Problem description » What you produce should match the records exactly, line for line.

----------------

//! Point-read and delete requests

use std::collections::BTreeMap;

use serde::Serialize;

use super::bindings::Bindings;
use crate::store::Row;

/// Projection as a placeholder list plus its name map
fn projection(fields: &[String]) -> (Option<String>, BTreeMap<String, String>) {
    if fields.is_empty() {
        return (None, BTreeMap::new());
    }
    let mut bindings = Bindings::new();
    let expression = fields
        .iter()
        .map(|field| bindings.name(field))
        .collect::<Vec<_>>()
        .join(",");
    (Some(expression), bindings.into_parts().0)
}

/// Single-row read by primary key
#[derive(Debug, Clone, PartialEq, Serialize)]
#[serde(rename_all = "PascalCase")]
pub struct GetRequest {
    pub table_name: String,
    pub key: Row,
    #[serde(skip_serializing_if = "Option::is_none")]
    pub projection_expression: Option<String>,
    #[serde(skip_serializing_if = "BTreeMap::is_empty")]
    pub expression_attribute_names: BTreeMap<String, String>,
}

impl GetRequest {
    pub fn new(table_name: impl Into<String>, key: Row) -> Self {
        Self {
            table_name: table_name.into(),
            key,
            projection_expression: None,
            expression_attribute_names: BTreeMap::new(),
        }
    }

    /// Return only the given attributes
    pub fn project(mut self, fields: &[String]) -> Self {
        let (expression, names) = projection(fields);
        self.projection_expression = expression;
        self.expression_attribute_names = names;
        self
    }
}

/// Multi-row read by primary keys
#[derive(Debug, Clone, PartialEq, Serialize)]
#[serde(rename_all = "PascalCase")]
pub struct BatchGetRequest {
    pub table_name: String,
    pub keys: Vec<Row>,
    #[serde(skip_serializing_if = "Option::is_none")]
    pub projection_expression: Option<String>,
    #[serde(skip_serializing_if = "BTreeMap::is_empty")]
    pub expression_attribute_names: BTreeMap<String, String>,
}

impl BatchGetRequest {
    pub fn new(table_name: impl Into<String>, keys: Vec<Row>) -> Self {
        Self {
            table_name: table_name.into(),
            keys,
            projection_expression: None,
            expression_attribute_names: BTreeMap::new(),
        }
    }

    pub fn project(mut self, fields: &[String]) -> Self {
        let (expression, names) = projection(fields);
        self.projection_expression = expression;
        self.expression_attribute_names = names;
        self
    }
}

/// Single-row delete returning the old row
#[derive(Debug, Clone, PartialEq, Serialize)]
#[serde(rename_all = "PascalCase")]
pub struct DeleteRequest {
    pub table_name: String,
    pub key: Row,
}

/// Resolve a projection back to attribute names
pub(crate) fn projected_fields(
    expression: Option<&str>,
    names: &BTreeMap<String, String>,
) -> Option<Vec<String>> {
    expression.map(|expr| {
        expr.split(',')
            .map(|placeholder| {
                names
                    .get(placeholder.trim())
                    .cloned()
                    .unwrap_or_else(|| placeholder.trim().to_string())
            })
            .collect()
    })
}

----------------

Written answer »
//! Point-read and delete requests

use std::collections::BTreeMap;

use serde::Serialize;

use super::bindings::Bindings;
use crate::store::Row;

/// Projection as a placeholder list plus its name map
fn projection(fields: &[String]) -> (Option<String>, BTreeMap<String, String>) {
    if fields.is_empty() {
        return (None, BTreeMap::new());
    }
    let mut bindings = Bindings::new();
    let expression = fields
        .iter()
        .map(|field| bindings.name(field))
        .collect::<Vec<_>>()
        .join(",");
    (Some(expression), bindings.into_parts().0)
}

/// Single-row read by primary key
#[derive(Debug, Clone, PartialEq, Serialize)]
#[serde(rename_all = "PascalCase")]
pub struct GetRequest {
    pub table_name: String,
    pub key: Row,
    #[serde(skip_serializing_if = "Option::is_none")]
    pub projection_expression: Option<String>,
    #[serde(skip_serializing_if = "BTreeMap::is_empty")]
    pub expression_attribute_names: BTreeMap<String, String>,
}

impl GetRequest {
    pub fn new(table_name: impl Into<String>, key: Row) -> Self {
        Self {
            table_name: table_name.into(),
            key,
            projection_expression: None,
            expression_attribute_names: BTreeMap::new(),
        }
    }

    /// Return only the given attributes
    pub fn project(mut self, fields: &[String]) -> Self {
        let (expression, names) = projection(fields);
        self.projection_expression = expression;
        self.expression_attribute_names = names;
        self
    }
}

/// Multi-row read by primary keys
#[derive(Debug, Clone, PartialEq, Serialize)]
#[serde(rename_all = "PascalCase")]
pub struct BatchGetRequest {
    pub table_name: String,
    pub keys: Vec<Row>,
    #[serde(skip_serializing_if = "Option::is_none")]
    pub projection_expression: Option<String>,
    #[serde(skip_serializing_if = "BTreeMap::is_empty")]
    pub expression_attribute_names: BTreeMap<String, String>,
}

impl BatchGetRequest {
    pub fn new(table_name: impl Into<String>, keys: Vec<Row>) -> Self {
        Self {
            table_name: table_name.into(),
            keys,
            projection_expression: None,
            expression_attribute_names: BTreeMap::new(),
        }
    }

    pub fn project(mut self, fields: &[String]) -> Self {
        let (expression, names) = projection(fields);
        self.projection_expression = expression;
        self.expression_attribute_names = names;
        self
    }
}

/// Single-row delete returning the old row
#[derive(Debug, Clone, PartialEq, Serialize)]
#[serde(rename_all = "PascalCase")]
pub struct DeleteRequest {
    pub table_name: String,
    pub key: Row,
}

/// Resolve a projection back to attribute names
pub(crate) fn projected_fields(
    expression: Option<&str>,
    names: &BTreeMap<String, String>,
) -> Option<Vec<String>> {
    expression.map(|expr| {
        expr.split(',')
            .map(|placeholder| {
                names
                    .get(placeholder.trim())
                    .cloned()
                    .unwrap_or_else(|| placeholder.trim().to_string())
            })
            .collect()
    })
}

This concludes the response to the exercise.